Yehuda Hamokwarong menyayangkan sikap pemerintah yang memberikan izin pemukiman di bantaran sungai. Dengan begitu, lanjut dia, pemerintah tak mengindahkan Rencana Tata Ruang dan Wilayah (RTRW).
Pemukiman tersebut sejatinya dapat mengancam keselamatan warga, seperti saat terjadinya banjir bandang dan longsor di Pegunungan Cyloops.
“Dari korban banjir kemarin, yang paling banyak adalah penduduk yang berada di bantaran sungai. Ini tentu saja dapat membahayakan. Saat ini RTRW tengah ditinjau kembali oleh pemerintah,” kata dia
Kerja sama antarsuku juga dapat meringankan upaya konservasi. Terkait dengan hal ini, Paulus Baibaba mengatakan, Cagar Alam Pegunungan Cycloops didiami lima suku berbeda.
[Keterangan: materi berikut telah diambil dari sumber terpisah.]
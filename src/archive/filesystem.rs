//! Filesystem helpers for package outputs.

use sha2::{Digest, Sha256};
use std::fs::{self, File};
use std::io::{self, BufReader, Read};
use std::path::Path;

/// Result of removing a path that may legitimately be absent.
#[derive(Debug, Clone, Copy, PartialEq, Eq)]
pub enum RemoveOutcome {
    Removed,
    NotFound,
}

/// Remove a file, treating "does not exist" as success.
///
/// Every other failure is returned to the caller.
pub fn remove_file_if_exists(path: &Path) -> io::Result<RemoveOutcome> {
    match fs::remove_file(path) {
        Ok(()) => Ok(RemoveOutcome::Removed),
        Err(e) if e.kind() == io::ErrorKind::NotFound => Ok(RemoveOutcome::NotFound),
        Err(e) => Err(e),
    }
}

/// Move a file by renaming, falling back to copy+delete across filesystems.
pub fn atomic_move(src: &Path, dst: &Path) -> io::Result<()> {
    match fs::rename(src, dst) {
        Ok(()) => Ok(()),
        Err(_) => {
            fs::copy(src, dst)?;
            fs::remove_file(src)
        }
    }
}

/// SHA-256 of a file as lowercase hex, with its size in bytes.
pub fn sha256_file(path: &Path) -> io::Result<(String, u64)> {
    let mut reader = BufReader::new(File::open(path)?);
    let mut hasher = Sha256::new();
    let mut buf = [0u8; 64 * 1024];
    let mut size = 0u64;
    loop {
        let n = reader.read(&mut buf)?;
        if n == 0 {
            break;
        }
        hasher.update(&buf[..n]);
        size += n as u64;
    }
    Ok((format!("{:x}", hasher.finalize()), size))
}
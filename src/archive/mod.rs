//! Package archive writers.
//!
//! - [`zip_writer`] - primary `.zip` archive, written on a worker thread
//! - [`seven_zip`] - optional `.7z` re-compression through the `7z` tool
//! - [`filesystem`] - output file helpers (removal, moves, digests)
//!
//! The primary writer is asynchronous with respect to its caller: [`ArchiveSink::start`]
//! hands back a [`PendingArchive`], and the archive only counts as written
//! once [`PendingArchive::wait`] returns. The secondary compressor must not
//! start before that point.

pub mod filesystem;
pub mod seven_zip;
pub mod zip_writer;

use serde::Serialize;
use std::path::{Path, PathBuf};
use std::sync::mpsc::{self, Receiver, Sender};
use std::thread::JoinHandle;

use crate::error::{PackError, Result};
use crate::layout::ArchiveEntry;

/// An archive to write: entries in order, destination, deflate level.
#[derive(Debug, Clone)]
pub struct ArchiveRequest {
    pub output: PathBuf,
    pub entries: Vec<ArchiveEntry>,
    pub compression_level: i64,
}

/// A sealed archive on disk.
#[derive(Debug, Clone, PartialEq, Eq, Serialize)]
pub struct ArchiveReport {
    pub path: PathBuf,
    pub entries: usize,
    pub size_bytes: u64,
    pub sha256: String,
}

/// Completion handle for an archive being written.
pub struct PendingArchive {
    output: PathBuf,
    receiver: Receiver<Result<ArchiveReport>>,
    worker: Option<JoinHandle<()>>,
}

impl PendingArchive {
    /// A handle completed by whoever holds the returned sender.
    pub fn channel(output: &Path) -> (Sender<Result<ArchiveReport>>, Self) {
        let (sender, receiver) = mpsc::channel();
        let pending = Self {
            output: output.to_path_buf(),
            receiver,
            worker: None,
        };
        (sender, pending)
    }

    /// A handle that is already complete.
    pub fn completed(output: &Path, result: Result<ArchiveReport>) -> Self {
        let (sender, pending) = Self::channel(output);
        let _ = sender.send(result);
        pending
    }

    pub(crate) fn with_worker(mut self, worker: JoinHandle<()>) -> Self {
        self.worker = Some(worker);
        self
    }

    /// Block until the writer has flushed and closed the archive.
    pub fn wait(mut self) -> Result<ArchiveReport> {
        let outcome = self.receiver.recv();
        if let Some(worker) = self.worker.take() {
            let _ = worker.join();
        }
        outcome.map_err(|_| {
            PackError::archive_write(&self.output, "writer stopped without signalling completion")
        })?
    }
}

/// Something that can write an archive from a list of entries.
pub trait ArchiveSink {
    fn start(&self, request: ArchiveRequest) -> Result<PendingArchive>;
}

/// Tool availability, checked before attempting secondary compression.
#[derive(Debug, Clone, PartialEq, Eq)]
pub enum ToolProbe {
    Available(PathBuf),
    Missing { tool: String },
}

/// Best-effort re-compression of a finished primary archive.
pub trait SecondaryCompressor {
    fn probe(&self) -> Result<ToolProbe>;

    /// Produce the secondary archive for `primary`, replacing any previous one.
    fn recompress(&self, primary: &Path) -> Result<PathBuf>;
}

/// `packages/x.zip` → `packages/x.7z`
pub fn secondary_archive_path(primary: &Path) -> PathBuf {
    primary.with_extension("7z")
}

#[cfg(test)]
mod tests {
    use super::*;
    use std::thread;

    #[test]
    fn secondary_path_swaps_extension() {
        assert_eq!(
            secondary_archive_path(Path::new("packages/launchui-v0.1.5-linux-x64.zip")),
            PathBuf::from("packages/launchui-v0.1.5-linux-x64.7z")
        );
    }

    #[test]
    fn wait_returns_what_the_writer_sends() {
        let output = Path::new("packages/a.zip");
        let (sender, pending) = PendingArchive::channel(output);
        let worker = thread::spawn(move || {
            let _ = sender.send(Ok(ArchiveReport {
                path: PathBuf::from("packages/a.zip"),
                entries: 3,
                size_bytes: 10,
                sha256: "00".into(),
            }));
        });

        let report = pending.with_worker(worker).wait().unwrap();
        assert_eq!(report.entries, 3);
    }

    #[test]
    fn dropped_sender_is_an_archive_error() {
        let (sender, pending) = PendingArchive::channel(Path::new("packages/a.zip"));
        drop(sender);

        let err = pending.wait().unwrap_err();
        assert!(matches!(err, PackError::ArchiveWrite { .. }));
    }
}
“Perbedaan adat dan etika pada pemegang hak ulayat perlu dipahami oleh pemerintah daerah untuk memudahkan pengelolaan cagar alam,” kata dia.
Yohanes Sugeng Huik, Kepala Kesatuan Pengelolaan Hutan Produksi Kota Jayapura memandang generasi muda memiliki peran besar dalam upaya melestarikan sumber daya alam dan melindungi masyarakat.
Dia berharap, Program SED membawa perubahan kepada setiap peserta dan lingkungan sekitar. “Ketika kita mencintai alam, maka alam akan lebih mencintai kita,” ujar dia. (Ant)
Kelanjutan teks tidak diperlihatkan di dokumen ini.